Chondrogenic Potential of Human Dental Pulp Stem Cells Cultured as Microtissues

Rubén Salvador-Clavell; José Javier Martín de Llano; Lara Milián; María Oliver; Manuel Mata; Carmen Carda; María Sancho-Tello

doi:10.1155/2021/7843798

Chondrogenic Potential of Human Dental Pulp Stem Cells Cultured as Microtissues

Stem Cells Int. 2021 Sep 7:2021:7843798. doi: 10.1155/2021/7843798. eCollection 2021.

Authors

Rubén Salvador-Clavell¹, José Javier Martín de Llano^{1

2}, Lara Milián^{1

2}, María Oliver¹, Manuel Mata^{1

2}, Carmen Carda^{1

2

3}, María Sancho-Tello^{1

2}

Affiliations

¹ Department of Pathology, Faculty of Medicine and Dentistry, University of Valencia, Valencia, Spain.
² INCLIVA Biomedical Research Institute, Valencia, Spain.
³ Biomedical Research Networking Center on Bioengineering, Biomaterials and Nanomedicine (CIBER-BBN), Spain.

Abstract

Several tissue engineering stem cell-based procedures improve hyaline cartilage repair.

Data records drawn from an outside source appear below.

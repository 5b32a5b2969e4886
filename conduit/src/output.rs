//! The output adapter contract and the worker loop that drains one
//! output's delivery queue, signalling each event's batch as it goes.
//!
//! Grounded on the teacher's `modules::outputs::run_output`: read from a
//! channel until it closes, write, and translate the outcome into a state
//! signal. Here "the state signal" is whichever of the batch's four
//! channels applies (section 4.5), sent directly through the event's own
//! [`crate::batch::BatchHandle`] rather than through a second mediating
//! channel back to a runtime task.

use async_trait::async_trait;
use tokio::io::{AsyncWriteExt, Stdout};
use tokio_util::sync::CancellationToken;
use tracing::{debug, trace, warn};

use crate::codec::Codec;
use crate::event::Event;
use crate::input::Closer;
use crate::Error;

/// An event sink. Implementations report per-event failures by returning
/// `Err`; the worker loop treats that as non-fatal to the output itself
/// and signals the event's batch accordingly.
#[async_trait]
pub trait Output: Closer {
    /// Delivers one event.
    async fn write(&mut self, event: &Event) -> Result<(), Error>;
}

/// Drains `input` into `output` until the channel closes or `cancel`
/// fires, signalling each event's batch handle (if any) with the outcome.
pub async fn run_output(
    input: flume::Receiver<Event>,
    mut output: Box<dyn Output>,
    cancel: CancellationToken,
) -> Result<(), Error> {
    debug!("output connected");
    loop {
        tokio::select! {
            biased;
            () = cancel.cancelled() => {
                output.close().await?;
                debug!("output closed by cancellation");
                return Ok(());
            }
            recv = input.recv_async() => {
                match recv {
                    Ok(event) => {
                        trace!("delivering event to output");
                        match output.write(&event).await {
                            Ok(()) => {
                                if let Some(batch) = event.batch() {
                                    batch.output_burndown();
                                }
                            }
                            Err(e) => {
                                if let Some(batch) = event.batch() {
                                    batch.error_signal(e.to_string());
                                } else {
                                    warn!(error = %e, "output failed for an event with no batch attached");
                                }
                            }
                        }
                    }
                    Err(_) => {
                        output.close().await?;
                        debug!("output closed");
                        return Ok(());
                    }
                }
            }
        }
    }
}

/// Writes events to standard output, one encoded frame per line. Grounded
/// on the teacher's `stdout` output.
pub struct StdoutOutput {
    codec: Box<dyn Codec>,
    stdout: Stdout,
}

impl StdoutOutput {
    /// Builds an output that encodes every event with `codec` before
    /// writing it, newline-terminated, to standard output.
    pub fn new(codec: Box<dyn Codec>) -> Self {
        StdoutOutput {
            codec,
            stdout: tokio::io::stdout(),
        }
    }
}

#[async_trait]
impl Closer for StdoutOutput {}

#[async_trait]
impl Output for StdoutOutput {
    async fn write(&mut self, event: &Event) -> Result<(), Error> {
        let mut frame = self.codec.encode(event)?;
        frame.push(b'\n');
        self.stdout.write_all(&frame).await.map_err(Error::Io)?;
        Ok(())
    }
}

/// Discards every event. Grounded on the teacher's `drop` output; useful
/// as a pipeline's terminal sink in tests and in lint-only runs.
#[derive(Debug, Default, Clone, Copy)]
pub struct DropOutput;

#[async_trait]
impl Closer for DropOutput {}

#[async_trait]
impl Output for DropOutput {
    async fn write(&mut self, _event: &Event) -> Result<(), Error> {
        Ok(())
    }
}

In this work, the chondrogenic potential of dental pulp stem cell (DPSC) organoids or microtissues was studied. After several weeks of culture in proliferation or chondrogenic differentiation media, synthesis of aggrecan and type II and I collagen was immunodetected, and SOX9, ACAN, COL2A1, and COL1A1 gene expression was analysed by real-time RT-PCR. Whereas microtissues cultured in proliferation medium showed the synthesis of aggrecan and type II and I collagen at the 6^th week of culture, samples cultured in chondrogenic differentiation medium showed an earlier and important increase in the synthesis of these macromolecules after 4 weeks. Gene expression analysis showed a significant increase of COL2A1 after 3 days of culture in chondrogenic differentiation medium, while COL1A1 was highly expressed after 14 days. Cell-cell proximity promotes the chondrogenic differentiation of DPSCs and important synthesis of hyaline chondral macromolecules.